• Prominent Economists Destroy Theory Behind CMS DME Competitve Program

     Comments of Concerned Auction Experts on the Medicare Competitive Bidding Program 

     Submitted to Chairman Stark, Health Subcommittee, Ways and Means, U.S. House of Representatives

    20 September 2010
    We are economists, computer scientists, and operation researchers with expertise in the theory and practice of auctions.

     We write to express our concerns with the Medicare Competitive Bidding Program for Durable Medical Equipment operated by the U.S. Department of Health and Human Services. We believe that competitive bidding can be an effective method of controlling Medicare costs without sacrificing quality. However, the current auction program has flaws that need to be fixed before it can achieve the objectives of low cost and high quality.

     Four main problems

     The first problem is that the auction rules violate a basic principle of auction design: bids must be binding commitments

      In the Medicare auction, bidders are not bound by their bids. Any auction winner can decline to sign a supply contract following the auction. This undermines the credibility of bids, and encourages low-ball bids in which the supplier acquires at no cost the option to sign a supply contract.

     The second problem is a flawed pricing rule. As is standard in multi-unit procurement auctions, bids are sorted from lowest to highest, and winners are selected, lowest bid first, until the cumulative supply quantity equals the estimated demand. What is odd is that rather than paying winners the clearing price (the last-accepted bid), the auction pays winners the unweighted median among the winning bids. This is unique in our collective experience. The result is that fifty percent of the winning bidders are offered a contract price less than  their bids. This median pricing rule further encourages low-ball bids, since a low bid guarantees winning, does not impact the price, and gives the supplier a free option to sign a supply contract. Even if suppliers bid their true costs, up to one-half of the winning suppliers would reject the supply contract and the government would be left with insufficient supply. Others may accept the contract and cross-subsidize public patients with the revenue from private patients, or just take a loss. This pricing rule does not develop a sustainable competitive bidding process or healthy supplier pool.
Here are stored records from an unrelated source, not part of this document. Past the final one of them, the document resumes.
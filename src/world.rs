use std::cmp::Ordering;
use std::collections::HashSet;

use thiserror::Error;

use crate::constants::{
    champion_chance, elite_chance, enemy_base_stats, enemy_kind_name, permitted_enemy_kinds,
    variant_multipliers, variant_name_prefix, MAP_GEN_RETRIES, MAP_GEN_ROOM_ATTEMPTS, MAP_HEIGHT,
    MAP_WIDTH, POTION_HEAL_VALUE,
};
use crate::rng::Rng;
use crate::types::{
    CharacterKind, DungeonMap, Enemy, EnemyBehavior, EnemyKind, EnemyVariant, EquipSlot, Equipment,
    Item, ItemKind, TileKind,
};

#[derive(Clone, Copy, Debug, Error)]
pub enum MapGenError {
    #[error("floor generation exhausted {0} attempts without a valid layout")]
    Exhausted(usize),
}

#[derive(Clone, Debug)]
pub struct GeneratedFloor {
    pub map: DungeonMap,
    pub player_start: (i32, i32),
    pub enemies: Vec<Enemy>,
    pub items: Vec<Item>,
}

#[derive(Clone, Copy, Debug)]
struct Room {
    x: i32,
    y: i32,
    w: i32,
    h: i32,
}

impl Room {
    fn center(&self) -> (i32, i32) {
        (self.x + self.w / 2, self.y + self.h / 2)
    }

    fn overlaps_inflated(&self, other: &Room) -> bool {
        self.x - 1 < other.x + other.w
            && self.x + self.w + 1 > other.x
            && self.y - 1 < other.y + other.h
            && self.y + self.h + 1 > other.y
    }

    fn random_cell(&self, rng: &mut Rng) -> (i32, i32) {
        (
            rng.int(self.x, self.x + self.w - 1),
            rng.int(self.y, self.y + self.h - 1),
        )
    }
}

pub fn generate_floor(
    floor: i32,
    character: CharacterKind,
    rng: &mut Rng,
) -> Result<GeneratedFloor, MapGenError> {
    for _ in 0..MAP_GEN_RETRIES {
        if let Some(generated) = try_generate(floor, character, rng) {
            return Ok(generated);
        }
    }
    Err(MapGenError::Exhausted(MAP_GEN_RETRIES))
}

fn try_generate(floor: i32, character: CharacterKind, rng: &mut Rng) -> Option<GeneratedFloor> {
    let mut map = DungeonMap::filled_with_walls();
    let target_rooms = rng.int(5, 8) as usize;
    let mut rooms: Vec<Room> = Vec::new();

    for _ in 0..MAP_GEN_ROOM_ATTEMPTS {
        if rooms.len() >= target_rooms {
            break;
        }
        let w = rng.int(4, 8);
        let h = rng.int(4, 6);
        let x = rng.int(1, MAP_WIDTH - 10);
        let y = rng.int(1, MAP_HEIGHT - 8);
        let candidate = Room { x, y, w, h };
        if x + w >= MAP_WIDTH || y + h >= MAP_HEIGHT {
            continue;
        }
        if rooms.iter().any(|room| room.overlaps_inflated(&candidate)) {
            continue;
        }
        rooms.push(candidate);
    }

    if rooms.len() < 2 {
        return None;
    }

    for room in &rooms {
        carve_room(&mut map, room);
    }

    // Stable left-to-right, slightly top-biased ordering; corridors connect
    // neighbours in this order so the layout reads as one chain.
    rooms.sort_by(|a, b| room_sort_key(a).partial_cmp(&room_sort_key(b)).unwrap_or(Ordering::Equal));

    for pair in rooms.windows(2) {
        carve_corridor(&mut map, pair[0].center(), pair[1].center());
    }
    if rooms.len() > 2 {
        let first = rooms[0].center();
        let last = rooms[rooms.len() - 1].center();
        carve_corridor(&mut map, first, last);
    }

    let player_start = rooms[0].center();
    let stairs = rooms[rooms.len() - 1].center();
    map.set(stairs.0, stairs.1, TileKind::Stairs);

    let mut occupied: HashSet<(i32, i32)> = HashSet::new();
    occupied.insert(player_start);
    occupied.insert(stairs);

    let enemies = seed_enemies(floor, &rooms, &mut occupied, rng);
    let items = seed_items(floor, character, &rooms, &mut occupied, rng);

    Some(GeneratedFloor {
        map,
        player_start,
        enemies,
        items,
    })
}

fn room_sort_key(room: &Room) -> f32 {
    let (cx, cy) = room.center();
    cx as f32 + 0.5 * cy as f32
}

fn carve_room(map: &mut DungeonMap, room: &Room) {
    for y in room.y..room.y + room.h {
        for x in room.x..room.x + room.w {
            map.set(x, y, TileKind::Floor);
        }
    }
}

/// L-shaped corridor: horizontal span at the first center's y, then vertical
/// span at the second center's x.
fn carve_corridor(map: &mut DungeonMap, from: (i32, i32), to: (i32, i32)) {
    let (x1, y1) = from;
    let (x2, y2) = to;
    for x in x1.min(x2)..=x1.max(x2) {
        if map.kind_at(x, y1) == Some(TileKind::Wall) {
            map.set(x, y1, TileKind::Floor);
        }
    }
    for y in y1.min(y2)..=y1.max(y2) {
        if map.kind_at(x2, y) == Some(TileKind::Wall) {
            map.set(x2, y, TileKind::Floor);
        }
    }
}

fn seed_enemies(
    floor: i32,
    rooms: &[Room],
    occupied: &mut HashSet<(i32, i32)>,
    rng: &mut Rng,
) -> Vec<Enemy> {
    let count = rng.int(3, 5) + floor / 2;
    let kinds = permitted_enemy_kinds(floor);
    let mut enemies = Vec::new();

    for index in 0..count {
        let Some((x, y)) = pick_free_cell(&rooms[1..], occupied, rng) else {
            break;
        };
        occupied.insert((x, y));
        let Some(&kind) = rng.pick(kinds) else {
            break;
        };
        let id = format!("enemy_{floor}_{index}");
        enemies.push(spawn_enemy(id, kind, floor, x, y, rng));
    }
    enemies
}

fn seed_items(
    floor: i32,
    character: CharacterKind,
    rooms: &[Room],
    occupied: &mut HashSet<(i32, i32)>,
    rng: &mut Rng,
) -> Vec<Item> {
    let mut items = Vec::new();
    let mut index = 0;

    let potion_count = rng.int(1, 3);
    for _ in 0..potion_count {
        let Some((x, y)) = pick_free_cell(rooms, occupied, rng) else {
            break;
        };
        occupied.insert((x, y));
        items.push(Item {
            id: format!("item_{floor}_{index}"),
            kind: ItemKind::HealthPotion,
            x,
            y,
            value: POTION_HEAL_VALUE,
            equipment: None,
        });
        index += 1;
    }

    let equipment_count = rng.int(1, 2);
    let max_tier = (floor + 1).min(6);
    for _ in 0..equipment_count {
        let Some((x, y)) = pick_free_cell(rooms, occupied, rng) else {
            break;
        };
        occupied.insert((x, y));
        let slot = *rng
            .pick(&[
                EquipSlot::Weapon,
                EquipSlot::Shield,
                EquipSlot::Armor,
                EquipSlot::Ranged,
            ])
            .unwrap_or(&EquipSlot::Weapon);
        let tier = rng.int(1, max_tier);
        let equipment = catalog_equipment(slot, tier, character, format!("eq_{floor}_{index}"));
        items.push(Item {
            id: format!("item_{floor}_{index}"),
            kind: ItemKind::Equipment,
            x,
            y,
            value: 0,
            equipment: Some(equipment),
        });
        index += 1;
    }

    items
}

fn pick_free_cell(
    rooms: &[Room],
    occupied: &HashSet<(i32, i32)>,
    rng: &mut Rng,
) -> Option<(i32, i32)> {
    for _ in 0..32 {
        let Some(room) = rng.pick(rooms) else {
            return None;
        };
        let cell = room.random_cell(rng);
        if !occupied.contains(&cell) {
            return Some(cell);
        }
    }
    None
}

/// Rolls variant and base stats for a freshly spawned enemy. Champion odds
/// climb with the floor, elite odds start at 15% on floor one.
pub fn spawn_enemy(id: String, kind: EnemyKind, floor: i32, x: i32, y: i32, rng: &mut Rng) -> Enemy {
    let champion = champion_chance(floor);
    let elite = elite_chance(floor);
    let roll = rng.next_f32();
    let variant = if roll < champion {
        EnemyVariant::Champion
    } else if roll < champion + elite {
        EnemyVariant::Elite
    } else {
        EnemyVariant::Normal
    };

    let (base_hp, base_attack, base_defense, _base_xp) = enemy_base_stats(kind);
    let (hp_mult, attack_mult, defense_mult, _xp_mult) = variant_multipliers(variant);
    let hp = (base_hp as f32 * hp_mult).floor() as i32;
    let attack = (base_attack as f32 * attack_mult).floor() as i32;
    let defense = (base_defense as f32 * defense_mult).floor() as i32;

    let behavior = match kind {
        EnemyKind::Rat => EnemyBehavior::Flee,
        EnemyKind::Dragon => EnemyBehavior::Aggressive,
        EnemyKind::Skeleton | EnemyKind::Orc => {
            if rng.chance(0.7) {
                EnemyBehavior::Aggressive
            } else {
                EnemyBehavior::Patrol
            }
        }
    };

    Enemy {
        id,
        kind,
        variant,
        display_name: format!("{}{}", variant_name_prefix(variant), enemy_kind_name(kind)),
        x,
        y,
        hp,
        max_hp: hp,
        attack,
        defense,
        behavior,
        last_seen_player: None,
    }
}

const WEAPON_NAMES: [&str; 6] = [
    "Rusty Sword",
    "Short Sword",
    "Iron Axe",
    "Steel Blade",
    "Runed Saber",
    "Dragonfang",
];
const SHIELD_NAMES: [&str; 6] = [
    "Wooden Buckler",
    "Hide Shield",
    "Iron Shield",
    "Tower Shield",
    "Runed Aegis",
    "Dragonscale Wall",
];
const ARMOR_NAMES: [&str; 6] = [
    "Padded Tunic",
    "Leather Armor",
    "Chain Mail",
    "Plate Armor",
    "Runed Plate",
    "Dragonscale Mail",
];
const STAFF_NAMES: [&str; 6] = [
    "Willow Staff",
    "Oak Staff",
    "Ember Staff",
    "Storm Staff",
    "Runed Staff",
    "Dragonbone Staff",
];
const CROSSBOW_NAMES: [&str; 6] = [
    "Light Crossbow",
    "Hunter Crossbow",
    "Heavy Crossbow",
    "Siege Crossbow",
    "Runed Crossbow",
    "Dragonslayer Crossbow",
];
const DAGGER_NAMES: [&str; 6] = [
    "Throwing Knife",
    "Balanced Dagger",
    "Steel Dagger",
    "Twin Fangs",
    "Runed Dagger",
    "Dragonfang Dagger",
];

/// Builds the catalog entry for a slot/tier. The ranged family follows the
/// character: wizards find staves, bandits crossbows, elves and dwarves
/// daggers.
pub fn catalog_equipment(
    slot: EquipSlot,
    tier: i32,
    character: CharacterKind,
    id: String,
) -> Equipment {
    let tier = tier.clamp(1, 6);
    let name_index = (tier - 1) as usize;
    let (name, attack, defense, hp, ranged_damage, ranged_range) = match slot {
        EquipSlot::Weapon => (WEAPON_NAMES[name_index], 2 * tier, 0, 0, 0, 0),
        EquipSlot::Shield => (SHIELD_NAMES[name_index], 0, tier, tier - 1, 0, 0),
        EquipSlot::Armor => (ARMOR_NAMES[name_index], 0, tier, 2 * tier, 0, 0),
        EquipSlot::Ranged => {
            let names = match character {
                CharacterKind::Wizard => &STAFF_NAMES,
                CharacterKind::Bandit => &CROSSBOW_NAMES,
                CharacterKind::Elf | CharacterKind::Dwarf => &DAGGER_NAMES,
            };
            (names[name_index], 0, 0, 0, tier, tier / 2)
        }
    };

    Equipment {
        id,
        name: name.to_string(),
        slot,
        tier,
        attack_bonus: attack,
        defense_bonus: defense,
        hp_bonus: hp,
        ranged_damage_bonus: ranged_damage,
        ranged_range_bonus: ranged_range,
    }
}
     The third problem arises from the use of composite bids, an average of a bidder’s bids across many products weighted by government estimated demand. This provides strong incentives to distort bids away from costs—the problem of bid skewing. Bidders bid low on products where the government overestimated demand and high on products where the government underestimated demand. As a result, prices for individual products are not closely related to costs. Bid skewing is especially problematic in this setting, since the divergence between costs and prices likely will result in selective fulfillment of customer orders. Orders for low-priced products are apt to go unfilled.

     The fourth problem is a lack of transparency. It is unclear how quantities associated with each bidder are determined. These quantities are set in a non-transparent way in advance of the auction. Bids from the last auction event were taken in November 2009, and now more than ten months later, we still do not know who won contracts. Both quality standards and performance obligations are unclear. This lack of transparency is unacceptable in a government auction and is in sharp contrast to well-run government auctions such as the Federal Communications Commission spectrum auctions.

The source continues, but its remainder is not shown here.